El presidente Petro en su “balconazo” del primero de mayo, convoca a la revolución a unos espectadores agolpados en el centro de Bogotá, traídos de diferentes sitios del país con el fin de generar en la mente de los ciudadanos la imagen de un respaldo masivo, general e incontrovertible. Los fotógrafos y camarógrafos, por su parte, se esfuerzan por mostrar multitudes construidas en ángulos que favorezcan el mismo propósito, y algunos medios de comunicación se desbordan en información que sobrepasa las verdaderas dimensiones de la farsa que tratan de vendernos.
Simultáneamente la vicepresidente, Francia Márquez, se desparrama en defensa de la criminal “Primera Línea”, y es secundada por el senador Cepeda, quien nunca ha ocultado sus inclinaciones revolucionarias, y dicen descaradamente que esa facción criminal “no es violenta”, como si hubieran sido pocos los destrozos causados por ellos en 2021, y no hubiera sido alto el costo en vidas humanas y en atentados terroristas ante los ojos impotentes de los ciudadanos de bien.
Posteriormente, y en un estudiado plan de terror originado desde el propio gobierno, una supuesta guardia indígena desfila, intimidante, por el centro de Bogotá presionando al congreso de la República para que aprueben las reformas que trata de imponer el gobierno, en una muestra de advertencia extorsiva y de amenaza letal en contra de las instituciones democráticas.
¡Eso es lo que hay!: Terror, barbarie, atentados, muerte, desolación, intimidación y actos dictatoriales. ¡Y lo que nos falta, por Dios! Porque en escasos nueve meses de gobierno solo tenemos incoherencias, desastres, contradicciones, soberbia, improvisación, incumplimiento, desolación y fracaso.
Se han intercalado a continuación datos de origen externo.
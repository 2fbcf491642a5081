//! Library-side view of the locking callback.
//!
//! A session library embeds one [`Hooks`] slot. The harness installs a
//! [`Locking`] implementation into it before workers start; from then on
//! every access the library makes to a [`Shared`] table is bracketed by
//! `Lock`/`Unlock` calls for that table's identifier. Without an installed
//! callback the library runs unserialized, which is only sound on one thread.
//!
//! [`ErrorQueue`] is the per-thread error bookkeeping that the thread-id
//! callback exists for: fatal steps record a message for the calling thread,
//! and the worker that observed the failure drains its own messages.

use std::{collections::HashMap, fmt, sync::Arc};

use parking_lot::{Mutex, RwLock};

use crate::{
    error::LockError,
    locking::{LockMode, Locking, current_thread_id},
};

/// Slot holding the locking callback installed into a library.
#[derive(Default)]
pub struct Hooks {
    callback: RwLock<Option<Arc<dyn Locking>>>,
}

impl Hooks {
    /// Create a slot with no callback installed.
    pub fn new() -> Self {
        Self::default()
    }

    /// Install `callback` as the library's serialization mechanism.
    ///
    /// # Errors
    ///
    /// `AlreadyInstalled` if a callback is present; the existing one is kept.
    pub fn install(&self, callback: Arc<dyn Locking>) -> Result<(), LockError> {
        let mut slot = self.callback.write();
        if slot.is_some() {
            return Err(LockError::AlreadyInstalled);
        }
        *slot = Some(callback);
        Ok(())
    }

    /// Remove and return the installed callback.
    pub fn uninstall(&self) -> Option<Arc<dyn Locking>> {
        self.callback.write().take()
    }

    /// Whether a callback is installed.
    pub fn is_installed(&self) -> bool {
        self.callback.read().is_some()
    }

    /// Take lock `id` until the returned guard is dropped.
    ///
    /// The guard keeps its own reference to the callback so the matching
    /// `Unlock` reaches the same registry that saw the `Lock`.
    pub fn enter(&self, id: usize) -> HookGuard {
        let callback = self.callback.read().clone();
        if let Some(callback) = &callback {
            callback.lock(LockMode::Lock, id);
        }
        HookGuard { callback, id }
    }

    /// Identifier of the calling thread, as reported by the callback.
    pub fn thread_id(&self) -> u64 {
        self.callback.read().as_ref().map_or_else(current_thread_id, |cb| cb.thread_id())
    }
}

impl fmt::Debug for Hooks {
    fn fmt(&self, f: &mut fmt::Formatter<'_>) -> fmt::Result {
        f.debug_struct("Hooks").field("installed", &self.is_installed()).finish()
    }
}

/// Held lock on behalf of the library; released on drop.
#[must_use = "the lock is released as soon as the guard is dropped"]
pub struct HookGuard {
    callback: Option<Arc<dyn Locking>>,
    id: usize,
}

impl HookGuard {
    /// Identifier of the held lock.
    pub fn id(&self) -> usize {
        self.id
    }
}

impl Drop for HookGuard {
    fn drop(&mut self) {
        if let Some(callback) = self.callback.take() {
            callback.lock(LockMode::Unlock, self.id);
        }
    }
}

/// Library table serialized by one lock identifier.
///
/// The inner mutex only provides safe interior mutability; with the callback
/// installed it is never contended, because every access already holds the
/// registry lock for `id`.
#[derive(Debug)]
pub struct Shared<T> {
    id: usize,
    data: Mutex<T>,
}

impl<T> Shared<T> {
    /// Wrap `value` under lock `id`.
    pub const fn new(id: usize, value: T) -> Self {
        Self { id, data: Mutex::new(value) }
    }

    /// Lock identifier serializing this table.
    pub fn id(&self) -> usize {
        self.id
    }

    /// Run `f` with exclusive access to the table.
    pub fn with<R>(&self, hooks: &Hooks, f: impl FnOnce(&mut T) -> R) -> R {
        let _serialized = hooks.enter(self.id);
        let mut data = self.data.lock();
        f(&mut data)
    }
}

/// Per-thread error messages recorded by the library.
#[derive(Debug)]
pub struct ErrorQueue {
    entries: Shared<HashMap<u64, Vec<String>>>,
}

impl ErrorQueue {
    /// Create an empty queue serialized by lock `id`.
    pub fn new(id: usize) -> Self {
        Self { entries: Shared::new(id, HashMap::new()) }
    }

    /// Record `message` for the calling thread.
    pub fn push(&self, hooks: &Hooks, message: impl Into<String>) {
        let thread = hooks.thread_id();
        let message = message.into();
        self.entries.with(hooks, |entries| entries.entry(thread).or_default().push(message));
    }

    /// Remove and return the calling thread's messages, oldest first.
    pub fn drain(&self, hooks: &Hooks) -> Vec<String> {
        let thread = hooks.thread_id();
        self.entries.with(hooks, |entries| entries.remove(&thread).unwrap_or_default())
    }
}

#[cfg(test)]
mod tests {
    use std::thread;

    use super::*;
    use crate::locking::LockRegistry;

    #[test]
    fn second_install_is_rejected() {
        let hooks = Hooks::new();
        hooks.install(Arc::new(LockRegistry::new(1))).unwrap();
        assert_eq!(hooks.install(Arc::new(LockRegistry::new(1))), Err(LockError::AlreadyInstalled));

        assert!(hooks.uninstall().is_some());
        assert!(hooks.install(Arc::new(LockRegistry::new(1))).is_ok());
    }

    #[test]
    fn shared_access_goes_through_registry() {
        let hooks = Hooks::new();
        let registry = Arc::new(LockRegistry::new(2));
        hooks.install(registry.clone()).unwrap();

        let table = Shared::new(1, 0u32);
        for _ in 0..3 {
            table.with(&hooks, |n| *n += 1);
        }

        assert_eq!(table.with(&hooks, |n| *n), 3);
        assert_eq!(registry.counters(), vec![0, 4]);
    }

    #[test]
    fn shared_works_without_callback() {
        let hooks = Hooks::new();
        let table = Shared::new(0, Vec::new());
        table.with(&hooks, |v| v.push(1));
        assert_eq!(table.with(&hooks, |v| v.len()), 1);
    }

    #[test]
    fn guard_unlocks_original_registry_after_uninstall() {
        let hooks = Hooks::new();
        let registry = Arc::new(LockRegistry::new(1));
        hooks.install(registry.clone()).unwrap();

        let guard = hooks.enter(0);
        drop(hooks.uninstall());
        drop(guard);

        assert_eq!(registry.teardown(), Ok(vec![1]));
    }

    #[test]
    fn error_queue_is_per_thread() {
        let hooks = Arc::new(Hooks::new());
        hooks.install(Arc::new(LockRegistry::new(1))).unwrap();
        let queue = Arc::new(ErrorQueue::new(0));

        queue.push(&hooks, "main failed");

        let (h, q) = (Arc::clone(&hooks), Arc::clone(&queue));
        let other = thread::spawn(move || {
            q.push(&h, "worker failed");
            q.drain(&h)
        })
        .join()
        .unwrap();

        assert_eq!(other, vec!["worker failed".to_string()]);
        assert_eq!(queue.drain(&hooks), vec!["main failed".to_string()]);
        assert!(queue.drain(&hooks).is_empty());
    }
}
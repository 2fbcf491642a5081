//! Certificate and key loading.
//!
//! An [`Identity`] is a certificate chain plus its private key, read from a
//! single PEM file or generated as a self-signed certificate. Trust anchors
//! come from a PEM bundle or from every PEM file in a directory.

use std::{
    fs,
    io::BufReader,
    path::{Path, PathBuf},
};

use rustls::pki_types::{CertificateDer, PrivateKeyDer, PrivatePkcs8KeyDer};
use tracing::debug;

use crate::error::CredentialError;

/// A certificate chain and its private key.
#[derive(Debug)]
pub struct Identity {
    /// Leaf first
    pub chain: Vec<CertificateDer<'static>>,
    /// Private key of the leaf
    pub key: PrivateKeyDer<'static>,
}

impl Identity {
    /// Read chain and key from one PEM file.
    pub fn load_pem(path: &Path) -> Result<Self, CredentialError> {
        let bytes = read(path)?;
        Self::from_pem(&bytes, &path.display().to_string())
    }

    /// Parse chain and key from PEM `bytes`; `origin` names the source in
    /// errors.
    pub fn from_pem(bytes: &[u8], origin: &str) -> Result<Self, CredentialError> {
        let chain = parse_certs(bytes);
        if chain.is_empty() {
            return Err(CredentialError::NoCertificate(origin.to_string()));
        }

        let key = rustls_pemfile::private_key(&mut BufReader::new(bytes))
            .ok()
            .flatten()
            .ok_or_else(|| CredentialError::NoPrivateKey(origin.to_string()))?;

        Ok(Self { chain, key })
    }

    /// Generate a self-signed certificate for `name`.
    pub fn self_signed(name: &str) -> Result<Self, CredentialError> {
        let certified = rcgen::generate_simple_self_signed(vec![name.to_string()])?;
        debug!(name, "generated self-signed certificate");
        Ok(Self {
            chain: vec![certified.cert.der().clone()],
            key: PrivatePkcs8KeyDer::from(certified.key_pair.serialize_der()).into(),
        })
    }

    /// Load from `path` when given, otherwise generate for `name`.
    pub fn load_or_generate(path: Option<&Path>, name: &str) -> Result<Self, CredentialError> {
        match path {
            Some(path) => Self::load_pem(path),
            None => Self::self_signed(name),
        }
    }

    /// Leaf certificate.
    pub fn leaf(&self) -> Option<&CertificateDer<'static>> {
        self.chain.first()
    }
}

/// Certificates in a PEM bundle.
pub fn load_ca_file(path: &Path) -> Result<Vec<CertificateDer<'static>>, CredentialError> {
    Ok(parse_certs(&read(path)?))
}

/// Certificates in every `.pem` or `.crt` file of `dir`, in file name order.
pub fn load_ca_dir(dir: &Path) -> Result<Vec<CertificateDer<'static>>, CredentialError> {
    let io_err = |source| CredentialError::Io { path: dir.to_path_buf(), source };

    let mut files: Vec<PathBuf> = fs::read_dir(dir)
        .map_err(io_err)?
        .filter_map(|entry| entry.ok().map(|e| e.path()))
        .filter(|path| {
            path.extension().and_then(|e| e.to_str()).is_some_and(|e| e == "pem" || e == "crt")
        })
        .collect();
    files.sort();

    let mut certs = Vec::new();
    for file in files {
        certs.extend(load_ca_file(&file)?);
    }
    Ok(certs)
}

/// Trust anchors from an optional CA file and an optional CA directory.
pub fn load_anchors(
    file: Option<&Path>,
    dir: Option<&Path>,
) -> Result<Vec<CertificateDer<'static>>, CredentialError> {
    let mut anchors = Vec::new();
    if let Some(file) = file {
        anchors.extend(load_ca_file(file)?);
    }
    if let Some(dir) = dir {
        anchors.extend(load_ca_dir(dir)?);
    }
    Ok(anchors)
}

fn read(path: &Path) -> Result<Vec<u8>, CredentialError> {
    fs::read(path).map_err(|source| CredentialError::Io { path: path.to_path_buf(), source })
}

fn parse_certs(bytes: &[u8]) -> Vec<CertificateDer<'static>> {
    rustls_pemfile::certs(&mut BufReader::new(bytes)).filter_map(Result::ok).collect()
}
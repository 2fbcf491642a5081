//! Lock registry installed as the library's serialization callback.
//!
//! The underlying library is not thread-safe on its own. Whenever it touches
//! one of its shared tables (session cache, context statistics, error queue,
//! random state) it calls a locking callback with a small integer naming the
//! table. [`LockRegistry`] answers those calls with a fixed array of mutexes,
//! one per identifier, and counts every acquisition.
//!
//! The registry never allocates after construction. Acquire and release are
//! separate calls, so each slot is a mutex-protected owner cell plus a
//! condition variable rather than a guard-scoped mutex; release checks that
//! the caller is the owner.
//!
//! # Lifecycle
//!
//! ```text
//! LockRegistry::new(n) ──> Hooks::install ──> workers run ──> Hooks::uninstall ──> teardown()
//! ```

use std::{
    sync::{
        Arc,
        atomic::{AtomicU64, Ordering},
    },
    thread::{self, ThreadId},
};

use parking_lot::{Condvar, Mutex};
use tracing::error;

use crate::error::LockError;

/// Direction of a locking callback invocation.
#[derive(Debug, Clone, Copy, PartialEq, Eq)]
pub enum LockMode {
    /// Acquire the lock, blocking until it is free.
    Lock,
    /// Release a lock held by the calling thread.
    Unlock,
}

/// Callbacks a session library invokes for thread safety.
pub trait Locking: Send + Sync {
    /// Acquire or release lock `id` on behalf of the library.
    fn lock(&self, mode: LockMode, id: usize);

    /// Stable identifier of the calling thread.
    fn thread_id(&self) -> u64 {
        current_thread_id()
    }
}

/// Numeric identifier of the calling thread.
///
/// Assigned on first use, stable for the life of the thread, distinct across
/// concurrently-live threads.
pub fn current_thread_id() -> u64 {
    static NEXT: AtomicU64 = AtomicU64::new(1);

    thread_local! {
        static ID: u64 = NEXT.fetch_add(1, Ordering::Relaxed);
    }

    ID.with(|id| *id)
}

#[derive(Debug, Default)]
struct Slot {
    owner: Mutex<Option<ThreadId>>,
    released: Condvar,
}

impl Slot {
    fn acquire(&self, id: usize) -> Result<(), LockError> {
        let me = thread::current().id();
        let mut owner = self.owner.lock();
        if *owner == Some(me) {
            return Err(LockError::AlreadyHeld { id });
        }
        while owner.is_some() {
            self.released.wait(&mut owner);
        }
        *owner = Some(me);
        Ok(())
    }

    fn release(&self, id: usize) -> Result<(), LockError> {
        let me = thread::current().id();
        let mut owner = self.owner.lock();
        if *owner != Some(me) {
            return Err(LockError::NotHeld { id });
        }
        *owner = None;
        drop(owner);
        self.released.notify_one();
        Ok(())
    }

    fn is_held(&self) -> bool {
        self.owner.lock().is_some()
    }
}

/// Fixed-size table of mutexes indexed by lock identifier.
#[derive(Debug)]
pub struct LockRegistry {
    slots: Box<[Slot]>,
    counters: Box<[AtomicU64]>,
}

impl LockRegistry {
    /// Create `lock_count` free locks with zeroed counters.
    pub fn new(lock_count: usize) -> Self {
        Self {
            slots: (0..lock_count).map(|_| Slot::default()).collect(),
            counters: (0..lock_count).map(|_| AtomicU64::new(0)).collect(),
        }
    }

    /// Number of lock identifiers.
    pub fn lock_count(&self) -> usize {
        self.slots.len()
    }

    /// Block until lock `id` is free, take it, and count the acquisition.
    pub fn acquire(&self, id: usize) -> Result<(), LockError> {
        let slot = self.slot(id)?;
        slot.acquire(id)?;
        self.counters[id].fetch_add(1, Ordering::Relaxed);
        Ok(())
    }

    /// Release lock `id`, which the calling thread must hold.
    pub fn release(&self, id: usize) -> Result<(), LockError> {
        self.slot(id)?.release(id)
    }

    /// Acquisitions of lock `id` so far.
    pub fn count(&self, id: usize) -> Option<u64> {
        self.counters.get(id).map(|c| c.load(Ordering::Relaxed))
    }

    /// Snapshot of every counter.
    pub fn counters(&self) -> Vec<u64> {
        self.counters.iter().map(|c| c.load(Ordering::Relaxed)).collect()
    }

    /// Destroy the registry and return the final counters.
    ///
    /// Fails if anyone else still holds a reference (the callback is still
    /// installed, or a worker is alive) or if any lock is still held.
    pub fn teardown(self: Arc<Self>) -> Result<Vec<u64>, LockError> {
        let registry = Arc::try_unwrap(self)
            .map_err(|shared| LockError::InUse { holders: Arc::strong_count(&shared) - 1 })?;

        if let Some(id) = registry.slots.iter().position(Slot::is_held) {
            return Err(LockError::StillHeld { id });
        }

        Ok(registry.counters.into_vec().into_iter().map(AtomicU64::into_inner).collect())
    }

    fn slot(&self, id: usize) -> Result<&Slot, LockError> {
        self.slots.get(id).ok_or(LockError::OutOfRange { id, count: self.slots.len() })
    }
}

impl Locking for LockRegistry {
    fn lock(&self, mode: LockMode, id: usize) {
        let result = match mode {
            LockMode::Lock => self.acquire(id),
            LockMode::Unlock => self.release(id),
        };

        // Continuing would leave the library's shared tables unprotected.
        if let Err(err) = result {
            error!(%err, id, ?mode, thread = current_thread_id(), "lock registry misuse");
            std::process::abort();
        }
    }
}

/// Usage of one lock identifier at the end of a run.
#[derive(Debug, Clone, PartialEq, Eq)]
pub struct LockUsage {
    /// Lock identifier
    pub id: usize,
    /// Name declared by the library
    pub name: &'static str,
    /// Number of acquisitions
    pub count: u64,
}

/// Final counters of a torn-down registry, labelled by the library.
#[derive(Debug, Clone, Default, PartialEq, Eq)]
pub struct LockStats {
    usage: Vec<LockUsage>,
}

impl LockStats {
    /// Label `counts` using the library's lock names.
    pub fn new(counts: Vec<u64>, name: impl Fn(usize) -> &'static str) -> Self {
        let usage = counts
            .into_iter()
            .enumerate()
            .map(|(id, count)| LockUsage { id, name: name(id), count })
            .collect();
        Self { usage }
    }

    /// Sum of all counters.
    pub fn total(&self) -> u64 {
        self.usage.iter().map(|u| u.count).sum()
    }

    /// Counter for lock `id`.
    pub fn get(&self, id: usize) -> Option<u64> {
        self.usage.get(id).map(|u| u.count)
    }

    /// Counters in identifier order.
    pub fn iter(&self) -> impl Iterator<Item = &LockUsage> {
        self.usage.iter()
    }

    /// Raw counters in identifier order.
    pub fn counts(&self) -> Vec<u64> {
        self.usage.iter().map(|u| u.count).collect()
    }
}

#[cfg(test)]
mod tests {
    use std::{sync::Barrier, thread};

    use proptest::prelude::*;

    use super::*;

    #[test]
    fn acquire_release_counts_once_per_acquire() {
        let registry = LockRegistry::new(4);
        for id in 0..4 {
            registry.acquire(id).unwrap();
            registry.release(id).unwrap();
        }
        registry.acquire(2).unwrap();
        registry.release(2).unwrap();

        assert_eq!(registry.counters(), vec![1, 1, 2, 1]);
    }

    #[test]
    fn out_of_range_is_rejected() {
        let registry = LockRegistry::new(2);
        assert_eq!(registry.acquire(2), Err(LockError::OutOfRange { id: 2, count: 2 }));
        assert_eq!(registry.release(9), Err(LockError::OutOfRange { id: 9, count: 2 }));
        assert_eq!(registry.count(2), None);
    }

    #[test]
    fn release_without_acquire_is_misuse() {
        let registry = LockRegistry::new(1);
        assert_eq!(registry.release(0), Err(LockError::NotHeld { id: 0 }));
    }

    #[test]
    fn release_from_other_thread_is_misuse() {
        let registry = Arc::new(LockRegistry::new(1));
        registry.acquire(0).unwrap();

        let other = Arc::clone(&registry);
        let result = thread::spawn(move || other.release(0)).join().unwrap();
        assert_eq!(result, Err(LockError::NotHeld { id: 0 }));

        registry.release(0).unwrap();
    }

    #[test]
    fn reacquire_by_holder_is_misuse() {
        let registry = LockRegistry::new(1);
        registry.acquire(0).unwrap();
        assert_eq!(registry.acquire(0), Err(LockError::AlreadyHeld { id: 0 }));
        registry.release(0).unwrap();
    }

    #[test]
    fn teardown_requires_sole_owner() {
        let registry = Arc::new(LockRegistry::new(2));
        let extra = Arc::clone(&registry);
        assert_eq!(registry.teardown(), Err(LockError::InUse { holders: 1 }));

        extra.acquire(1).unwrap();
        extra.release(1).unwrap();
        assert_eq!(extra.teardown(), Ok(vec![0, 1]));
    }

    #[test]
    fn teardown_rejects_held_lock() {
        let registry = Arc::new(LockRegistry::new(2));
        registry.acquire(1).unwrap();
        assert_eq!(registry.teardown(), Err(LockError::StillHeld { id: 1 }));
    }

    #[test]
    fn lock_serializes_threads() {
        const THREADS: usize = 8;
        const ROUNDS: usize = 500;

        let registry = Arc::new(LockRegistry::new(1));
        let inside = Arc::new(AtomicU64::new(0));
        let start = Arc::new(Barrier::new(THREADS));

        let handles: Vec<_> = (0..THREADS)
            .map(|_| {
                let registry = Arc::clone(&registry);
                let inside = Arc::clone(&inside);
                let start = Arc::clone(&start);
                thread::spawn(move || {
                    start.wait();
                    for _ in 0..ROUNDS {
                        registry.lock(LockMode::Lock, 0);
                        assert_eq!(inside.fetch_add(1, Ordering::SeqCst), 0);
                        inside.fetch_sub(1, Ordering::SeqCst);
                        registry.lock(LockMode::Unlock, 0);
                    }
                })
            })
            .collect();

        for handle in handles {
            handle.join().unwrap();
        }

        assert_eq!(registry.count(0), Some((THREADS * ROUNDS) as u64));
    }

    #[test]
    fn counters_are_monotonic_under_contention() {
        const THREADS: usize = 4;
        const ROUNDS: usize = 300;

        let registry = Arc::new(LockRegistry::new(3));
        let handles: Vec<_> = (0..THREADS)
            .map(|t| {
                let registry = Arc::clone(&registry);
                thread::spawn(move || {
                    let mut last = 0;
                    for round in 0..ROUNDS {
                        let id = (t + round) % 3;
                        registry.acquire(id).unwrap();
                        registry.release(id).unwrap();

                        let seen = registry.count(0).unwrap();
                        assert!(seen >= last, "counter went backwards: {seen} < {last}");
                        last = seen;
                    }
                })
            })
            .collect();

        for handle in handles {
            handle.join().unwrap();
        }

        let total: u64 = registry.counters().iter().sum();
        assert_eq!(total, (THREADS * ROUNDS) as u64);
    }

    #[test]
    fn thread_ids_are_stable_and_distinct() {
        let mine = current_thread_id();
        assert_eq!(mine, current_thread_id());

        let theirs = thread::spawn(current_thread_id).join().unwrap();
        assert_ne!(mine, theirs);
    }

    #[test]
    fn stats_carry_library_names() {
        let stats = LockStats::new(vec![3, 0, 4], |id| ["err", "ctx", "cache"][id]);
        assert_eq!(stats.total(), 7);
        assert_eq!(stats.get(2), Some(4));
        let names: Vec<_> = stats.iter().map(|u| u.name).collect();
        assert_eq!(names, vec!["err", "ctx", "cache"]);
    }

    proptest! {
        #[test]
        fn paired_calls_count_exactly(lock_count in 1usize..16, ids in prop::collection::vec(0usize..16, 0..200)) {
            let registry = LockRegistry::new(lock_count);
            let mut expected = vec![0u64; lock_count];
            for id in ids {
                let id = id % lock_count;
                prop_assert!(registry.acquire(id).is_ok());
                prop_assert!(registry.release(id).is_ok());
                expected[id] += 1;
            }
            prop_assert_eq!(registry.counters(), expected);
        }
    }
}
¿Y qué se viene? Tenemos que esperar lo peor. Porque un presidente que accede al poder mediante los mecanismos democráticos (independiente de trapisondas, ilegalidades o fraudes) y ostenta su legitimidad en esa fuente, no puede acudir a argumentos de violencia masiva a través de la “Primera línea” o de las “Guardias Indígenas”, y advirtiendo que esos ejércitos estarán muy pendientes de que se le aprueben sus despropósitos, so pena de activarlos en las calles con las previsibles consecuencias en la economía y en la vida de personas inocentes. Es decir, a Petro solo le sirve la democracia cuando le conviene a sus intereses, pero la desconoce, violenta o destruye cuando no se le arrodilla a sus caprichos. ¡Vaya demócrata el que tenemos por presidente! ¡Y vaya instituciones las que nos van a dejar!
Porque un congreso no puede legislar coaccionado, amenazado o bajo la sombra de los fusiles de los desadaptados, o los bastones de mando de indígenas adiestrados para la violencia, como lo han demostrado ante soldados y policías de la patria a quienes han secuestrado, torturado y asesinado. Y mientras tanto, nuestra fuerza pública acuartelada, desmantelada, atemorizada e impotente ante las órdenes de un máximo jefe para quien es plausible que se les violente, pero censurable que se defiendan o, lo que es peor, que nos defiendan a los ciudadanos en ejercicio de su obligación constitucional.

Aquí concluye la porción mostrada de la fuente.